O que significava “estar com ele”? Testemunhar sua partida, talvez. Ouvir sua voz cada vez mais frágil, recalcitrante como a um oráculo. Sobre tudo, não me afastar disso que é a vida, a vida em seus extremos: nascer e morrer. Essa foi uma lição que meu pai me ensinou, não pela boca, mas pelos gestos. A lição paterna: a antítese da vida não é a morte. Suas últimas palavras para mim: não dobrar o espírito. Decifra-me. Era como se me dissesse: decifra isso, o espírito que não se dobra é a vida. O desejo que pulsa é a vida. Sim, entrelaço desejo e espírito. E assim ele morreu, embora ateu, com uma fé imensa na vida, e na capacidade humana para o sublime e para o horror. Era um homem fascinado pela nona de Bethoveen. Como podia que algo tão belo tenha vindo à vida?

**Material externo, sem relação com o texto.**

use std::sync::Arc;
use std::time::Duration;

use tokio_util::sync::CancellationToken;

use super::outbox_service::OutboxService;

pub const DEFAULT_POLL_INTERVAL: Duration = Duration::from_secs(60);
pub const DEFAULT_ERROR_COOLDOWN: Duration = Duration::from_secs(120);

/// Background loop that drains the outbox on a fixed interval.
///
/// Each cycle runs on the blocking pool and processes items one at a time.
/// Cancellation is checked between cycles; a cycle that has started runs to
/// completion.
pub struct Dispatcher {
    service: Arc<OutboxService>,
    poll_interval: Duration,
    error_cooldown: Duration,
    shutdown: CancellationToken,
}

impl Dispatcher {
    pub fn new(
        service: Arc<OutboxService>,
        poll_interval: Duration,
        error_cooldown: Duration,
        shutdown: CancellationToken,
    ) -> Self {
        Self {
            service,
            poll_interval,
            error_cooldown,
            shutdown,
        }
    }

    pub async fn run(self) {
        log::info!(
            "Outbox dispatcher started (interval {:?}, cooldown {:?})",
            self.poll_interval,
            self.error_cooldown
        );

        while !self.shutdown.is_cancelled() {
            let service = self.service.clone();
            let wait = match tokio::task::spawn_blocking(move || service.run_cycle()).await {
                Ok(Ok(report)) => {
                    if report.fetched > 0 {
                        log::info!(
                            "Outbox cycle: {} fetched, {} completed, {} retried, {} failed, {} skipped",
                            report.fetched,
                            report.completed,
                            report.retried,
                            report.failed,
                            report.skipped
                        );
                    }
                    self.poll_interval
                }
                Ok(Err(e)) => {
                    log::error!("Outbox cycle failed: {}", e);
                    self.error_cooldown
                }
                Err(e) => {
                    log::error!("Outbox cycle panicked: {}", e);
                    self.error_cooldown
                }
            };

            tokio::select! {
                _ = tokio::time::sleep(wait) => {}
                _ = self.shutdown.cancelled() => break,
            }
        }

        log::info!("Outbox dispatcher stopped");
    }
}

Era difícil lidar com a doença, mas talvez ainda mais com o ataque familiar. Meu pai morreu e eu, paulatinamente, me afastei da minha família. Isso foi em 2012. Não sei quantos dias se passaram de sua morte, um mês talvez, concorri a uma vaga na Universidade Federal de Goiás. Sem saber como, fui aprovada em primeiro lugar. Depois de uma prova, peguei um mototáxi, presumo ter cochilado no trajeto, enfiei o pé na roda, e quase amputei parte do calcanhar. Duas cirurgias e quatro meses sem pôr o pé no chão e fisioterapia foram necessários à recuperação. Ainda assim o passo cambaleava. Meses depois, fui morar em Goiânia para lecionar história da arte. Considero adequado que ser um tanto desequilibrada, dada a fragilidade do meu pé esquerdo: a arte comporta o desequilíbrio, o abraça, o deseja.
Na esteira desse, os abalos não cessaram: as ruas loucas de 2013, a aterrorizante eleição de 2014, o golpe em 2016, a prisão de Lula e a eleição de Bolsonaro em 2018. Entrei em luto profundo. Tive que erguer uma pirâmide, porque junto a meu pai, com ele, morreram minha família e meu país. Enchi uma caçamba de cinzas que ainda não terminei de dispersar. Como nuvem, essas cinzas voltam em tormentas, furações e me envolvem inteira.
Amparava-me meu companheiro, este que veio de um encontro sexual inesperado e explosivo e de um amor tecido aos poucos, com os fios da amizade. Amarava-me meu filho, nascido em 2015, em meio a muitos tumultos. Um nascimento enfim. Uma promessa, enfim, enfim o amor irrestrito, incondicional, arrebatador, imenso, depois de tanto desamor e tantas perdas.
Em 2019, diagnóstico de câncer de mama. Em 2024, novo câncer, ou metástase do anterior, ainda não sei.
Uma culpa enorme me invade. Peço desculpas a todos e qualquer um por estar doente. Aos mais próximos, a desculpa se reitera infinitamente. Poupo apenas meu filho. Não foi bem assim. Descubro em terapia, entre as disparatadas, mas muito concretas associações: as desculpas eram endereçadas a meu pai, por não ter pulado do muro.